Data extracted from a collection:

//! Out-of-band re-verification of an assertion with Steam.
//!
//! After the local checks pass, the broker copies the callback parameters, swaps
//! `openid.mode` for `check_authentication`, and POSTs them back to Steam's login
//! endpoint. Steam answers with `key:value` lines; only `is_valid` is consulted. The
//! SteamID is then re-extracted from the already validated `openid.claimed_id`, since
//! Steam does not echo an identifier in this response.

// crates.io
use oauth2::HttpRequest;
// self
use crate::{
	_prelude::*,
	auth::SteamId,
	http::SteamHttpClient,
	obs::{self, Stage, StageOutcome, StageSpan},
	openid::{
		AssertionParameters, MODE_CHECK_AUTHENTICATION, RejectReason, extract_steam_id, keys,
		validate_assertion,
	},
	provider::SteamProvider,
	transport::{self, TransportErrorMapper},
};

const IS_VALID_KEY: &str = "is_valid";

impl<C, M> SteamProvider<C, M>
where
	C: ?Sized + SteamHttpClient,
	M: ?Sized + TransportErrorMapper<C::TransportError>,
{
	/// Verifies a callback assertion and returns the SteamID it asserts.
	///
	/// Structurally invalid assertions are rejected without any network call. Otherwise a
	/// single `check_authentication` round trip is made; transport failures and non-success
	/// statuses surface as [`Error::Transport`] and are never retried.
	pub async fn verify_assertion(&self, params: &AssertionParameters) -> Result<SteamId> {
		const STAGE: Stage = Stage::Verification;

		let span = StageSpan::new(STAGE, "verify_assertion");

		obs::record_stage_outcome(STAGE, StageOutcome::Attempt);

		let result = span
			.instrument(async move {
				validate_assertion(params, &self.config).map_err(reject)?;

				let request =
					check_authentication_request(params, &self.config.endpoints().login)?;
				let response = transport::dispatch(
					self.http_client.as_ref(),
					self.transport_mapper.as_ref(),
					STAGE,
					request,
				)
				.await?;

				if !is_valid_response(&String::from_utf8_lossy(response.body())) {
					return Err(reject(RejectReason::ProviderDenied));
				}

				params
					.get(keys::CLAIMED_ID)
					.and_then(extract_steam_id)
					.ok_or_else(|| reject(RejectReason::UnrecognizedIdentifier))
			})
			.await;

		match &result {
			Ok(_) => obs::record_stage_outcome(STAGE, StageOutcome::Success),
			Err(_) => obs::record_stage_outcome(STAGE, StageOutcome::Failure),
		}

		result
	}
}

/// Builds the `check_authentication` POST for `params`.
///
/// Every parameter is forwarded unchanged except `openid.mode`.
pub fn check_authentication_request(
	params: &AssertionParameters,
	endpoint: &Url,
) -> Result<HttpRequest> {
	let check = params.with_mode(MODE_CHECK_AUTHENTICATION);

	transport::form_post_request(endpoint, check.iter())
}

/// Interprets a `check_authentication` response body.
///
/// The body is newline-separated `key:value` text. It is valid only when at least one
/// `is_valid` line is present and every such line says `true`; key and value compare
/// case-insensitively.
pub fn is_valid_response(body: &str) -> bool {
	let mut seen = false;

	for (key, value) in body.lines().filter_map(|line| line.split_once(':')) {
		if !key.trim().eq_ignore_ascii_case(IS_VALID_KEY) {
			continue;
		}
		if !value.trim().eq_ignore_ascii_case("true") {
			return false;
		}

		seen = true;
	}

	seen
}

fn reject(reason: RejectReason) -> Error {
	obs::log_rejection(reason.as_str());

	Error::AssertionRejected
}

#[cfg(test)]
mod tests {
	// self
	use super::*;

	#[test]
	fn is_valid_marker_is_required() {
		assert!(is_valid_response("ns:http://specs.openid.net/auth/2.0\nis_valid:true\n"));
		assert!(is_valid_response("ns:http://specs.openid.net/auth/2.0\r\nIS_VALID:True\r\n"));
		assert!(!is_valid_response("ns:http://specs.openid.net/auth/2.0\nis_valid:false"));
		assert!(!is_valid_response("ns:http://specs.openid.net/auth/2.0\n"));
		assert!(!is_valid_response(""));
		assert!(!is_valid_response("is_valid:truely"));
		assert!(!is_valid_response("not_is_valid:true"));
		assert!(!is_valid_response("<html>is_valid:true is here</html>"));
	}

	#[test]
	fn conflicting_markers_are_invalid() {
		assert!(!is_valid_response("is_valid:true\nis_valid:false"));
		assert!(!is_valid_response("is_valid:false\nis_valid:true"));
	}

	#[test]
	fn check_request_overrides_mode_and_forwards_the_rest() {
		let params = AssertionParameters::from_pairs([
			(keys::MODE, "id_res"),
			("openid.assoc_handle", "1234567890"),
			("openid.signed", "signed,op_endpoint,claimed_id"),
			("openid.sig", "W0u5DRbtHE1GG0ZKXjerUZDUGmc="),
		]);
		let endpoint =
			Url::parse("https://steamcommunity.com/openid/login").expect("Endpoint should parse.");
		let request = check_authentication_request(&params, &endpoint)
			.expect("Check request should build.");
		let body: Vec<(String, String)> =
			url::form_urlencoded::parse(request.body()).into_owned().collect();

		assert_eq!(body.len(), 4);
		assert!(body.contains(&(keys::MODE.into(), MODE_CHECK_AUTHENTICATION.into())));
		assert!(body.contains(&("openid.sig".into(), "W0u5DRbtHE1GG0ZKXjerUZDUGmc=".into())));
		assert_eq!(params.get(keys::MODE), Some("id_res"));
	}
}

## Task
When you output the entries, keep every line exactly as it appears above.

## Finished exercise
//! Out-of-band re-verification of an assertion with Steam.
//!
//! After the local checks pass, the broker copies the callback parameters, swaps
//! `openid.mode` for `check_authentication`, and POSTs them back to Steam's login
//! endpoint. Steam answers with `key:value` lines; only `is_valid` is consulted. The
//! SteamID is then re-extracted from the already validated `openid.claimed_id`, since
//! Steam does not echo an identifier in this response.

// crates.io
use oauth2::HttpRequest;
// self
use crate::{
	_prelude::*,
	auth::SteamId,
	http::SteamHttpClient,
	obs::{self, Stage, StageOutcome, StageSpan},
	openid::{
		AssertionParameters, MODE_CHECK_AUTHENTICATION, RejectReason, extract_steam_id, keys,
		validate_assertion,
	},
	provider::SteamProvider,
	transport::{self, TransportErrorMapper},
};

const IS_VALID_KEY: &str = "is_valid";

impl<C, M> SteamProvider<C, M>
where
	C: ?Sized + SteamHttpClient,
	M: ?Sized + TransportErrorMapper<C::TransportError>,
{
	/// Verifies a callback assertion and returns the SteamID it asserts.
	///
	/// Structurally invalid assertions are rejected without any network call. Otherwise a
	/// single `check_authentication` round trip is made; transport failures and non-success
	/// statuses surface as [`Error::Transport`] and are never retried.
	pub async fn verify_assertion(&self, params: &AssertionParameters) -> Result<SteamId> {
		const STAGE: Stage = Stage::Verification;

		let span = StageSpan::new(STAGE, "verify_assertion");

		obs::record_stage_outcome(STAGE, StageOutcome::Attempt);

		let result = span
			.instrument(async move {
				validate_assertion(params, &self.config).map_err(reject)?;

				let request =
					check_authentication_request(params, &self.config.endpoints().login)?;
				let response = transport::dispatch(
					self.http_client.as_ref(),
					self.transport_mapper.as_ref(),
					STAGE,
					request,
				)
				.await?;

				if !is_valid_response(&String::from_utf8_lossy(response.body())) {
					return Err(reject(RejectReason::ProviderDenied));
				}

				params
					.get(keys::CLAIMED_ID)
					.and_then(extract_steam_id)
					.ok_or_else(|| reject(RejectReason::UnrecognizedIdentifier))
			})
			.await;

		match &result {
			Ok(_) => obs::record_stage_outcome(STAGE, StageOutcome::Success),
			Err(_) => obs::record_stage_outcome(STAGE, StageOutcome::Failure),
		}

		result
	}
}

/// Builds the `check_authentication` POST for `params`.
///
/// Every parameter is forwarded unchanged except `openid.mode`.
pub fn check_authentication_request(
	params: &AssertionParameters,
	endpoint: &Url,
) -> Result<HttpRequest> {
	let check = params.with_mode(MODE_CHECK_AUTHENTICATION);

	transport::form_post_request(endpoint, check.iter())
}

/// Interprets a `check_authentication` response body.
///
/// The body is newline-separated `key:value` text. It is valid only when at least one
/// `is_valid` line is present and every such line says `true`; key and value compare
/// case-insensitively.
pub fn is_valid_response(body: &str) -> bool {
	let mut seen = false;

	for (key, value) in body.lines().filter_map(|line| line.split_once(':')) {
		if !key.trim().eq_ignore_ascii_case(IS_VALID_KEY) {
			continue;
		}
		if !value.trim().eq_ignore_ascii_case("true") {
			return false;
		}

		seen = true;
	}

	seen
}

fn reject(reason: RejectReason) -> Error {
	obs::log_rejection(reason.as_str());

	Error::AssertionRejected
}

#[cfg(test)]
mod tests {
	// self
	use super::*;

	#[test]
	fn is_valid_marker_is_required() {
		assert!(is_valid_response("ns:http://specs.openid.net/auth/2.0\nis_valid:true\n"));
		assert!(is_valid_response("ns:http://specs.openid.net/auth/2.0\r\nIS_VALID:True\r\n"));
		assert!(!is_valid_response("ns:http://specs.openid.net/auth/2.0\nis_valid:false"));
		assert!(!is_valid_response("ns:http://specs.openid.net/auth/2.0\n"));
		assert!(!is_valid_response(""));
		assert!(!is_valid_response("is_valid:truely"));
		assert!(!is_valid_response("not_is_valid:true"));
		assert!(!is_valid_response("<html>is_valid:true is here</html>"));
	}

	#[test]
	fn conflicting_markers_are_invalid() {
		assert!(!is_valid_response("is_valid:true\nis_valid:false"));
		assert!(!is_valid_response("is_valid:false\nis_valid:true"));
	}

	#[test]
	fn check_request_overrides_mode_and_forwards_the_rest() {
		let params = AssertionParameters::from_pairs([
			(keys::MODE, "id_res"),
			("openid.assoc_handle", "1234567890"),
			("openid.signed", "signed,op_endpoint,claimed_id"),
			("openid.sig", "W0u5DRbtHE1GG0ZKXjerUZDUGmc="),
		]);
		let endpoint =
			Url::parse("https://steamcommunity.com/openid/login").expect("Endpoint should parse.");
		let request = check_authentication_request(&params, &endpoint)
			.expect("Check request should build.");
		let body: Vec<(String, String)> =
			url::form_urlencoded::parse(request.body()).into_owned().collect();

		assert_eq!(body.len(), 4);
		assert!(body.contains(&(keys::MODE.into(), MODE_CHECK_AUTHENTICATION.into())));
		assert!(body.contains(&("openid.sig".into(), "W0u5DRbtHE1GG0ZKXjerUZDUGmc=".into())));
		assert_eq!(params.get(keys::MODE), Some("id_res"));
	}
}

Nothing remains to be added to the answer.